[Stored dataset items]
=-=-=

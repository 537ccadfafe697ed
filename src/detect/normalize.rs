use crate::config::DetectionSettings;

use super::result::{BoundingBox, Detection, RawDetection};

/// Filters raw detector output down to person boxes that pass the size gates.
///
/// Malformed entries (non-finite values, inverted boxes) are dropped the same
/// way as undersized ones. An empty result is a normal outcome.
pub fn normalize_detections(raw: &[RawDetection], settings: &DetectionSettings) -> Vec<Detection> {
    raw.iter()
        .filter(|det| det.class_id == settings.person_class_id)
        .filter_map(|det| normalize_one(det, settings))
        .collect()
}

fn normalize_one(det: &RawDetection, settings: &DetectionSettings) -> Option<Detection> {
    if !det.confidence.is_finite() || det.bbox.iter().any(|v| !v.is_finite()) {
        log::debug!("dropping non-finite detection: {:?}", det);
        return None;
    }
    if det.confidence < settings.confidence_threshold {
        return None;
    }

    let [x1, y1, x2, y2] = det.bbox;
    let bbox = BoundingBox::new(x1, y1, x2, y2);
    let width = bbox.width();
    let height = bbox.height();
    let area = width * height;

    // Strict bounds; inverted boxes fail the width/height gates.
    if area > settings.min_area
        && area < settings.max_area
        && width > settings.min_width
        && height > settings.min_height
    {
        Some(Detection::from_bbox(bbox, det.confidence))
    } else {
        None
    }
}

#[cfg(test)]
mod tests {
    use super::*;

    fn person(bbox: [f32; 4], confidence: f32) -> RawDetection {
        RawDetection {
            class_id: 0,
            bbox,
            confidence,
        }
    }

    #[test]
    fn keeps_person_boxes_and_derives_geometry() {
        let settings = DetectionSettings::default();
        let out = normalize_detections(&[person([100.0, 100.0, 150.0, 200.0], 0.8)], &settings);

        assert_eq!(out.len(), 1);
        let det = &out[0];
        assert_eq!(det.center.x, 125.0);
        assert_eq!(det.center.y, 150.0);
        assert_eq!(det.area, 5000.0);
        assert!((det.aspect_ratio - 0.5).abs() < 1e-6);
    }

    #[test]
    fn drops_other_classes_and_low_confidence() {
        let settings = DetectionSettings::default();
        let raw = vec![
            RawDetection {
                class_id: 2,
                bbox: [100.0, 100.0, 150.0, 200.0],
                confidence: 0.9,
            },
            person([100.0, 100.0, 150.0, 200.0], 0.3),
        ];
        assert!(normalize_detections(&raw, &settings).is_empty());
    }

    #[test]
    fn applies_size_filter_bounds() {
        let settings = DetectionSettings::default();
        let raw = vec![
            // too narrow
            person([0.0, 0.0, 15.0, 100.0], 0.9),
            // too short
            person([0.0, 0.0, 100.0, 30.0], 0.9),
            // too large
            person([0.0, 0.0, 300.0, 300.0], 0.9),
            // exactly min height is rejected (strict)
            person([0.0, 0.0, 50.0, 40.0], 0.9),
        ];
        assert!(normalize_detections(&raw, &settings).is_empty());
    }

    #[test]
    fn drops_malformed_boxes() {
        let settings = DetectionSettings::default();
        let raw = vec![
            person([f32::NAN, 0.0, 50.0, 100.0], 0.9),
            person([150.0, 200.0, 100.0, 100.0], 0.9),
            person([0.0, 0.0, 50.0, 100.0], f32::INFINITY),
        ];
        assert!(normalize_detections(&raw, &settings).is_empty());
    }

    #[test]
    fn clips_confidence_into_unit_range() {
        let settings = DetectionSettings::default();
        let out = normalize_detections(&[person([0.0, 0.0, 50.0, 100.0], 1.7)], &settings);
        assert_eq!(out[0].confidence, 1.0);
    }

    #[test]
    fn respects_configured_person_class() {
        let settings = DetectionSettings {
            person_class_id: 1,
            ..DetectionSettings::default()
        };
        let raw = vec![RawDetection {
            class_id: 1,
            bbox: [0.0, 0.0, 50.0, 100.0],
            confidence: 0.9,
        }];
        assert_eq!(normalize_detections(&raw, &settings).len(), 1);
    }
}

=-=-=

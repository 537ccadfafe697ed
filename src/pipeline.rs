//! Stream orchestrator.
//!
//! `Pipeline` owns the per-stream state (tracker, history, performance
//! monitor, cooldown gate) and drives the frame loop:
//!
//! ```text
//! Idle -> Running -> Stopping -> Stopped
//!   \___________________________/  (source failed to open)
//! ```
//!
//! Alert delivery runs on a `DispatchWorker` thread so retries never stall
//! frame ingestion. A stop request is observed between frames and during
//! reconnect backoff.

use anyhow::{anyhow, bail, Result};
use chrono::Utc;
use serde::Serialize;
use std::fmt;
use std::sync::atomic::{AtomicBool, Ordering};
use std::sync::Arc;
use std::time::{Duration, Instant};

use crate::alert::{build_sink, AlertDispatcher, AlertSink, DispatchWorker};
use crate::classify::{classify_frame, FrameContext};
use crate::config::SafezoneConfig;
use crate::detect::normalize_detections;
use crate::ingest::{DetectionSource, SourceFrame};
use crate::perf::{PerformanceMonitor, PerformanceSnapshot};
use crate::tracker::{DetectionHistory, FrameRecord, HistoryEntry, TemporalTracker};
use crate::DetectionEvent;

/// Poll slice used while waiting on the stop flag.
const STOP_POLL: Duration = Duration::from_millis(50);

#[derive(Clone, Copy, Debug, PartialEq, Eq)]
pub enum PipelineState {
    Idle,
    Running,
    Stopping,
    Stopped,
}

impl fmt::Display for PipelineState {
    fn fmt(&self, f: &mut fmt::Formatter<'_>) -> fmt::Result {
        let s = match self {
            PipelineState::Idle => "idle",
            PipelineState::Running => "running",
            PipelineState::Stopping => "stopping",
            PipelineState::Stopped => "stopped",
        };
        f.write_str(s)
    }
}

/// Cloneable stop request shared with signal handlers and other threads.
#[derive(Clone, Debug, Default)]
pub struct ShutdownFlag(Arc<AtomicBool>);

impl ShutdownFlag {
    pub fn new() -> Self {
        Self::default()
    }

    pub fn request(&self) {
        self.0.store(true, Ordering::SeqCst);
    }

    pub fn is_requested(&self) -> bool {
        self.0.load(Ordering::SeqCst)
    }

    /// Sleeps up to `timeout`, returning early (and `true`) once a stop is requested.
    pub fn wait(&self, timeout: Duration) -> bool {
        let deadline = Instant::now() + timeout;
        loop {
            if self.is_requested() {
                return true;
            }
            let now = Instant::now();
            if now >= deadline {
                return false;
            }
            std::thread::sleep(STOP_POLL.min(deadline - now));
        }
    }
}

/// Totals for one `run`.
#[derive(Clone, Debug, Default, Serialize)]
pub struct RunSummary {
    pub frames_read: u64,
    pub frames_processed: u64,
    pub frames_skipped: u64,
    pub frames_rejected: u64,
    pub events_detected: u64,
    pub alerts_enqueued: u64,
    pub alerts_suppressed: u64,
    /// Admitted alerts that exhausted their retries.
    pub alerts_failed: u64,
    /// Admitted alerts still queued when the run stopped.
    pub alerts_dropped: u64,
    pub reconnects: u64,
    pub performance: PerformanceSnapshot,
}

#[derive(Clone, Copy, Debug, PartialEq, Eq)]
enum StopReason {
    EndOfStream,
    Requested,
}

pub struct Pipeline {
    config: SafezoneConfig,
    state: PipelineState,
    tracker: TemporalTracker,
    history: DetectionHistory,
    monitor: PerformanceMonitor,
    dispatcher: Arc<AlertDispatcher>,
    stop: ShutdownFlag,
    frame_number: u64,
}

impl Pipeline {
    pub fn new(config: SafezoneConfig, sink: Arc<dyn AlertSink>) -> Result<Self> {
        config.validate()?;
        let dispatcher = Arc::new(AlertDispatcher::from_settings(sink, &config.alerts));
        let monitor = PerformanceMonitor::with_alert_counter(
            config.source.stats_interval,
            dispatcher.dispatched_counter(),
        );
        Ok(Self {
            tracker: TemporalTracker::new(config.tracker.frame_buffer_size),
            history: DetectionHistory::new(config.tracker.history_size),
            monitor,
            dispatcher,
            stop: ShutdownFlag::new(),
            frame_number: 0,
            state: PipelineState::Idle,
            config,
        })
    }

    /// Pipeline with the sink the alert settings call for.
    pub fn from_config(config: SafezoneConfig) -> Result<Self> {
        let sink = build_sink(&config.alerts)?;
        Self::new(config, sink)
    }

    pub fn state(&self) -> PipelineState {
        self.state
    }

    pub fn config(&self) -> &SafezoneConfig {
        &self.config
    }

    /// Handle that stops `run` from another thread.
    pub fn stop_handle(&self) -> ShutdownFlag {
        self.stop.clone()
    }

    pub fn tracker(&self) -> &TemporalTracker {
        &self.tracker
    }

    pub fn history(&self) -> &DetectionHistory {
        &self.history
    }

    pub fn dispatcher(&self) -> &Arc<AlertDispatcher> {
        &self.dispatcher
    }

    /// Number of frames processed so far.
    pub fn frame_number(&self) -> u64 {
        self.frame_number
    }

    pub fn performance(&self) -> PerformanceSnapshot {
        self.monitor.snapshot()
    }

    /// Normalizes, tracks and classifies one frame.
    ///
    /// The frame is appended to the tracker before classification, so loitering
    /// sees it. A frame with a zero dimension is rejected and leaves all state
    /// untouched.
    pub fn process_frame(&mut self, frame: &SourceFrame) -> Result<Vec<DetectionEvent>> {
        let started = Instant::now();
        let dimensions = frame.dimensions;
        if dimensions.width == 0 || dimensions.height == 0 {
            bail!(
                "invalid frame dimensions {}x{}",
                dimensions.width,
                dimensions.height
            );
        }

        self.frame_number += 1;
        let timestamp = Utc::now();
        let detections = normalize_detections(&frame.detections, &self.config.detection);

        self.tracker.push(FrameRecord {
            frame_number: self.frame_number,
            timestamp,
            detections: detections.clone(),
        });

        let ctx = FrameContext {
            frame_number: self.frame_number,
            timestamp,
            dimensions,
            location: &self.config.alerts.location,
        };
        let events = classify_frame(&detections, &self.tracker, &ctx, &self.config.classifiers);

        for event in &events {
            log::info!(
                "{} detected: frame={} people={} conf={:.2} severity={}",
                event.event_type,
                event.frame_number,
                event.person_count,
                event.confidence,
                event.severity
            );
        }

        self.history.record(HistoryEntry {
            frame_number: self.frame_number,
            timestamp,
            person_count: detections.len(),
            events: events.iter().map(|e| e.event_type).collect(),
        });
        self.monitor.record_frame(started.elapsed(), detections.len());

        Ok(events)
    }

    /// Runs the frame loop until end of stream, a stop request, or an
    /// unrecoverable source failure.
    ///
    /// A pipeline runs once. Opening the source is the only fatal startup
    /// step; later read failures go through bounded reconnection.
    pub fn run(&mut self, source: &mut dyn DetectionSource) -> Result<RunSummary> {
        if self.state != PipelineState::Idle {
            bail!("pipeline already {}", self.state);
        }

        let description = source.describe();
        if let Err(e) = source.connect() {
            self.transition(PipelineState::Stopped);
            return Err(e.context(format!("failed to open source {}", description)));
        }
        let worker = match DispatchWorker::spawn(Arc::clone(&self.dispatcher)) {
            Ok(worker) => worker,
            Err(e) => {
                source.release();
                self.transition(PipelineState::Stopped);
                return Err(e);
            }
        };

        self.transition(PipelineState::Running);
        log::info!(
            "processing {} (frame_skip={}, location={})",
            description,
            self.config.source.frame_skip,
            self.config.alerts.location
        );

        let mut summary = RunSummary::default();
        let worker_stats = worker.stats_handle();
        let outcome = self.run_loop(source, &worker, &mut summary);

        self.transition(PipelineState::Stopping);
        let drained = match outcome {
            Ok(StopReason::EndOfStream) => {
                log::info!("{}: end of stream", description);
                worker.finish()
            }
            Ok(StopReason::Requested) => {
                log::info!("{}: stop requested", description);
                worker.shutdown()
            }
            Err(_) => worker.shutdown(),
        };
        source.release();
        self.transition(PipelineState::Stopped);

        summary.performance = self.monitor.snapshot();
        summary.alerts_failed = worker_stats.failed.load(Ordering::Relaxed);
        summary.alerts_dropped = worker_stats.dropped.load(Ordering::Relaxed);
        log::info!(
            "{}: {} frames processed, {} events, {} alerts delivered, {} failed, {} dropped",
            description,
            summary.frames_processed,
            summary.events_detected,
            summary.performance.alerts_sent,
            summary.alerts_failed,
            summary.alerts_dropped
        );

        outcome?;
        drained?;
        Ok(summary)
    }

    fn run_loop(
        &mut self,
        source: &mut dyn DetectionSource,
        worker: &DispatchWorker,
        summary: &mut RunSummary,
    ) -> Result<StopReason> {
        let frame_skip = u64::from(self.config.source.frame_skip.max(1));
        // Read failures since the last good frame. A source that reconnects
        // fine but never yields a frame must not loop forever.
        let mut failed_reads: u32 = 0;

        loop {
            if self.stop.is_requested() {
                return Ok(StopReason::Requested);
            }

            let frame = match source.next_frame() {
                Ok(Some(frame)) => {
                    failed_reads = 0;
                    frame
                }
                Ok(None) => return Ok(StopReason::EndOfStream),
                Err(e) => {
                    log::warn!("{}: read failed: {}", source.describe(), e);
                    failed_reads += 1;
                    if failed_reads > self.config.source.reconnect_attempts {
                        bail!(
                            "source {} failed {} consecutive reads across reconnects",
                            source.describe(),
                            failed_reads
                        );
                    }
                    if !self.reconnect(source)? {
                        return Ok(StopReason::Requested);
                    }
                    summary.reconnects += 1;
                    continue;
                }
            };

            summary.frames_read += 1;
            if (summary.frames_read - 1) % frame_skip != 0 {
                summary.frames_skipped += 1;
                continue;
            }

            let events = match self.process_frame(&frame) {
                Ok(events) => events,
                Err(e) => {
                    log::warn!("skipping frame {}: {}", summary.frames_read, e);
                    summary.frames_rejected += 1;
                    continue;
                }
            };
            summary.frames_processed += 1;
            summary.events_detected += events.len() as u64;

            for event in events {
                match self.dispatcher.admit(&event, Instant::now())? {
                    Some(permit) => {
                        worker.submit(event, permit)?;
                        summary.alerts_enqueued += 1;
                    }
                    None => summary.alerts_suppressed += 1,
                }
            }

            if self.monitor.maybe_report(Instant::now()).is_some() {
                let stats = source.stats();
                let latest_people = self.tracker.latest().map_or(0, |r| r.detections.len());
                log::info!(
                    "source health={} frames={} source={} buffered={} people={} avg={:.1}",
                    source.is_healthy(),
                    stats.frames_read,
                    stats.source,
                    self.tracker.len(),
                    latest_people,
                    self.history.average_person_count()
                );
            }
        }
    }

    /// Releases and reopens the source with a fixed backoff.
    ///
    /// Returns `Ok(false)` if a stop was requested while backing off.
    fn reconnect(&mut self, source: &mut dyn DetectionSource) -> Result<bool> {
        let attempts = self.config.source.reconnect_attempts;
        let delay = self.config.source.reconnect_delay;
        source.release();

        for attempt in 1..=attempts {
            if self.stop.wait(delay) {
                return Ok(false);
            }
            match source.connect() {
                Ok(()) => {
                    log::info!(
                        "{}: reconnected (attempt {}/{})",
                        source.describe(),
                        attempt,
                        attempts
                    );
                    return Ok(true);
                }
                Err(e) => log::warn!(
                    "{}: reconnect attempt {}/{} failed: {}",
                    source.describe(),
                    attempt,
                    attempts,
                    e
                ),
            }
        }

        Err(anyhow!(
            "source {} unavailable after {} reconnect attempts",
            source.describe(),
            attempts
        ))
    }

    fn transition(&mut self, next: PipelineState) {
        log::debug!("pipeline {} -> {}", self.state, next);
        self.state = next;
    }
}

=-=-=

Problem statement:
Out of the entries above, write out only the lines between the line holding "pub fn performance(&self)" and the line holding "classification, so loitering", inclusive, each exactly as given.

Result:
    pub fn performance(&self) -> PerformanceSnapshot {
        self.monitor.snapshot()
    }

    /// Normalizes, tracks and classifies one frame.
    ///
    /// The frame is appended to the tracker before classification, so loitering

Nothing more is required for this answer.